Os líderes estabelecidos de qualquer organização têm grandes vantagens naturais. Acredita-se que possuam
melhores fontes de informação. Os livros e os documentos estão em seus escritórios. Eles tomam parte em congressos
importantes. Eles encontram gente importante. Eles têm responsabilidade. É, portanto, mais fácil a eles conquistar a
atenção e falar num tom convincente. Mas eles também têm grande cuidado de controle sobre o acesso aos fatos. Cada
funcionário é em algum grau um censor.
E uma vez que ninguém pode suprimir informação, seja escondendo-a ou esquecendo de mencioná-la, sem
alguma noção do que ele deseja que o público saiba, cada líder é em algum grau um propagandista. Estrategicamente
posicionado, e compelido freqüentemente a escolher até mesmo o melhor entre os igualmente convincentes, embora
conflituosos ideais de segurança para a instituição, e candor por seu público, o funcionário descobre a si próprio mais e
mais conscientemente que fatos, em que lugar, de que maneira ele pode permitir o público saber.
(4) Que a manufatura do consenso seja capaz de grandes refinamentos ninguém, eu penso, nega. O processo
em que as opiniões públicas surgem é certamente não menos intrincado do que ele apareceu nestas páginas, e as
oportunidades para a manipulação estão abertas a qualquer um que entende o processo plenamente.
A criação do consenso não é uma arte nova. É uma arte muito velha que supostamente deveria ter morrido com
o aparecimento da democracia. Mas não morreu. Ela, na verdade, melhorou enormemente em técnica, porque está agora
baseada em análise ao invés de uma regra prática. E assim sendo, como resultado da pesquisa psicológica, ligada aos
modernos meios de comunicação, a prática da democracia foi empurrada a um canto. Uma revolução está acontecendo,
infinitamente mais significativa do que a mudança no poder político.

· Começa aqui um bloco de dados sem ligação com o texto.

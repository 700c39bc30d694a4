//! XSD value spaces
//!
//! Each primitive type maps its lexical space onto a value space with its own
//! equality and ordering. Range facets and enumerations compare values, never
//! lexical forms, so `"1.50"` and `"1.5"` are the same decimal and
//! `"2001-01-01T10:00:00+01:00"` equals `"2001-01-01T09:00:00Z"`.

use std::cmp::Ordering;
use std::fmt;
use std::str::FromStr;

use base64::Engine;
use bigdecimal::BigDecimal;
use chrono::{Datelike, NaiveDate};
use once_cell::sync::Lazy;
use regex::Regex;
use rust_decimal::prelude::ToPrimitive;
use rust_decimal::Decimal;
use serde::{Serialize, Serializer};
use url::Url;

use crate::names::is_valid_qname;
use crate::namespaces::{NamespaceContext, QName};

use super::base::TypeId;
use super::facets::WhiteSpace;

static DECIMAL_RE: Lazy<Regex> =
    Lazy::new(|| Regex::new(r"^[+-]?(?:[0-9]+(?:\.[0-9]*)?|\.[0-9]+)$").unwrap());

static FLOAT_RE: Lazy<Regex> = Lazy::new(|| {
    Regex::new(r"^[+-]?(?:[0-9]+(?:\.[0-9]*)?|\.[0-9]+)(?:[eE][+-]?[0-9]+)?$").unwrap()
});

static DURATION_RE: Lazy<Regex> = Lazy::new(|| {
    Regex::new(
        r"^(-)?P(?:([0-9]+)Y)?(?:([0-9]+)M)?(?:([0-9]+)D)?(?:T(?:([0-9]+)H)?(?:([0-9]+)M)?(?:([0-9]+(?:\.[0-9]+)?)S)?)?$",
    )
    .unwrap()
});

const TZ: &str = r"(Z|[+-][0-9]{2}:[0-9]{2})?";
const YEAR: &str = r"(-?(?:[1-9][0-9]{4,}|[0-9]{4}))";

static DATETIME_RE: Lazy<Regex> = Lazy::new(|| {
    Regex::new(&format!(
        r"^{}-([0-9]{{2}})-([0-9]{{2}})T([0-9]{{2}}):([0-9]{{2}}):([0-9]{{2}}(?:\.[0-9]+)?){}$",
        YEAR, TZ
    ))
    .unwrap()
});
static DATE_RE: Lazy<Regex> = Lazy::new(|| {
    Regex::new(&format!(r"^{}-([0-9]{{2}})-([0-9]{{2}}){}$", YEAR, TZ)).unwrap()
});
static TIME_RE: Lazy<Regex> = Lazy::new(|| {
    Regex::new(&format!(
        r"^([0-9]{{2}}):([0-9]{{2}}):([0-9]{{2}}(?:\.[0-9]+)?){}$",
        TZ
    ))
    .unwrap()
});
static GYEAR_MONTH_RE: Lazy<Regex> =
    Lazy::new(|| Regex::new(&format!(r"^{}-([0-9]{{2}}){}$", YEAR, TZ)).unwrap());
static GYEAR_RE: Lazy<Regex> = Lazy::new(|| Regex::new(&format!(r"^{}{}$", YEAR, TZ)).unwrap());
static GMONTH_DAY_RE: Lazy<Regex> =
    Lazy::new(|| Regex::new(&format!(r"^--([0-9]{{2}})-([0-9]{{2}}){}$", TZ)).unwrap());
static GDAY_RE: Lazy<Regex> =
    Lazy::new(|| Regex::new(&format!(r"^---([0-9]{{2}}){}$", TZ)).unwrap());
static GMONTH_RE: Lazy<Regex> =
    Lazy::new(|| Regex::new(&format!(r"^--([0-9]{{2}}){}$", TZ)).unwrap());

const SECONDS_PER_DAY: i64 = 86_400;

// =============================================================================
// Primitives
// =============================================================================

/// Primitive value spaces
#[derive(Debug, Clone, Copy, PartialEq, Eq, Hash)]
pub enum Primitive {
    /// `anySimpleType` / `anyAtomicType`: untyped character data
    AnySimple,
    /// xs:string
    String,
    /// xs:boolean
    Boolean,
    /// xs:decimal
    Decimal,
    /// xs:float
    Float,
    /// xs:double
    Double,
    /// xs:duration
    Duration,
    /// xs:dateTime
    DateTime,
    /// xs:time
    Time,
    /// xs:date
    Date,
    /// xs:gYearMonth
    GYearMonth,
    /// xs:gYear
    GYear,
    /// xs:gMonthDay
    GMonthDay,
    /// xs:gDay
    GDay,
    /// xs:gMonth
    GMonth,
    /// xs:hexBinary
    HexBinary,
    /// xs:base64Binary
    Base64Binary,
    /// xs:anyURI
    AnyUri,
    /// xs:QName
    QName,
    /// xs:NOTATION
    Notation,
}

impl Primitive {
    /// Default whiteSpace facet of the primitive
    pub fn default_whitespace(&self) -> WhiteSpace {
        match self {
            Primitive::String | Primitive::AnySimple => WhiteSpace::Preserve,
            _ => WhiteSpace::Collapse,
        }
    }

    /// Temporal kind, for date/time primitives
    pub fn temporal_kind(&self) -> Option<TemporalKind> {
        Some(match self {
            Primitive::DateTime => TemporalKind::DateTime,
            Primitive::Time => TemporalKind::Time,
            Primitive::Date => TemporalKind::Date,
            Primitive::GYearMonth => TemporalKind::GYearMonth,
            Primitive::GYear => TemporalKind::GYear,
            Primitive::GMonthDay => TemporalKind::GMonthDay,
            Primitive::GDay => TemporalKind::GDay,
            Primitive::GMonth => TemporalKind::GMonth,
            _ => return None,
        })
    }

    /// Map a whitespace-normalized lexical form onto the value space
    ///
    /// QName and NOTATION values need the namespace bindings in scope where
    /// the value appeared.
    pub fn parse(
        &self,
        lexical: &str,
        namespaces: Option<&NamespaceContext>,
    ) -> Result<AtomicValue, String> {
        match self {
            Primitive::AnySimple | Primitive::String => Ok(AtomicValue::String(lexical.to_string())),
            Primitive::Boolean => match lexical {
                "true" | "1" => Ok(AtomicValue::Boolean(true)),
                "false" | "0" => Ok(AtomicValue::Boolean(false)),
                _ => Err(format!("'{}' is not a valid boolean", lexical)),
            },
            Primitive::Decimal => parse_decimal(lexical),
            Primitive::Float => {
                parse_double(lexical).map(|v| AtomicValue::Float((v as f32) as f64))
            }
            Primitive::Double => parse_double(lexical).map(AtomicValue::Double),
            Primitive::Duration => Duration::parse(lexical).map(AtomicValue::Duration),
            Primitive::HexBinary => parse_hex(lexical).map(AtomicValue::HexBinary),
            Primitive::Base64Binary => {
                let compact: String = lexical.chars().filter(|c| !c.is_whitespace()).collect();
                base64::engine::general_purpose::STANDARD
                    .decode(compact.as_bytes())
                    .map(AtomicValue::Base64Binary)
                    .map_err(|e| format!("'{}' is not valid base64: {}", lexical, e))
            }
            Primitive::AnyUri => parse_any_uri(lexical).map(AtomicValue::AnyUri),
            Primitive::QName => parse_qname(lexical, namespaces).map(AtomicValue::QName),
            Primitive::Notation => parse_qname(lexical, namespaces).map(AtomicValue::Notation),
            temporal => match temporal.temporal_kind() {
                Some(kind) => Temporal::parse(kind, lexical).map(AtomicValue::Temporal),
                None => Err(format!("no lexical mapping for {:?}", temporal)),
            },
        }
    }
}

Na vida da geração agora em controle dos assuntos, persuasão tornou-se uma arte autoconsciente e um órgão
regular do governo popular. Nenhum de nós começa a entender as conseqüências, mas é uma profecia audaciosa dizer
que o conhecimento de como criar consenso alterará todo cálculo político e modificará toda premissa política. Sob o
impacto da propaganda, não necessariamente num significado sinistro da palavra somente, as velhas constâncias de
nosso pensamento tornaram-se variáveis.
Não é mais possível, por exemplo, acreditar no dogma original da democracia, de que o conhecimento
necessário para a administração dos assuntos humanos surge espontaneamente do coração humano. Onde nós agimos
com base naquela teoria nós nos expomos ao auto-engano, e a formas de persuasão que não podemos verificar. Foi
demonstrado que não podemos nos apoiar em intuição, consciência, ou nos acidentes da opinião casual, se nós temos
que tratar com o mundo que está além do nosso alcance.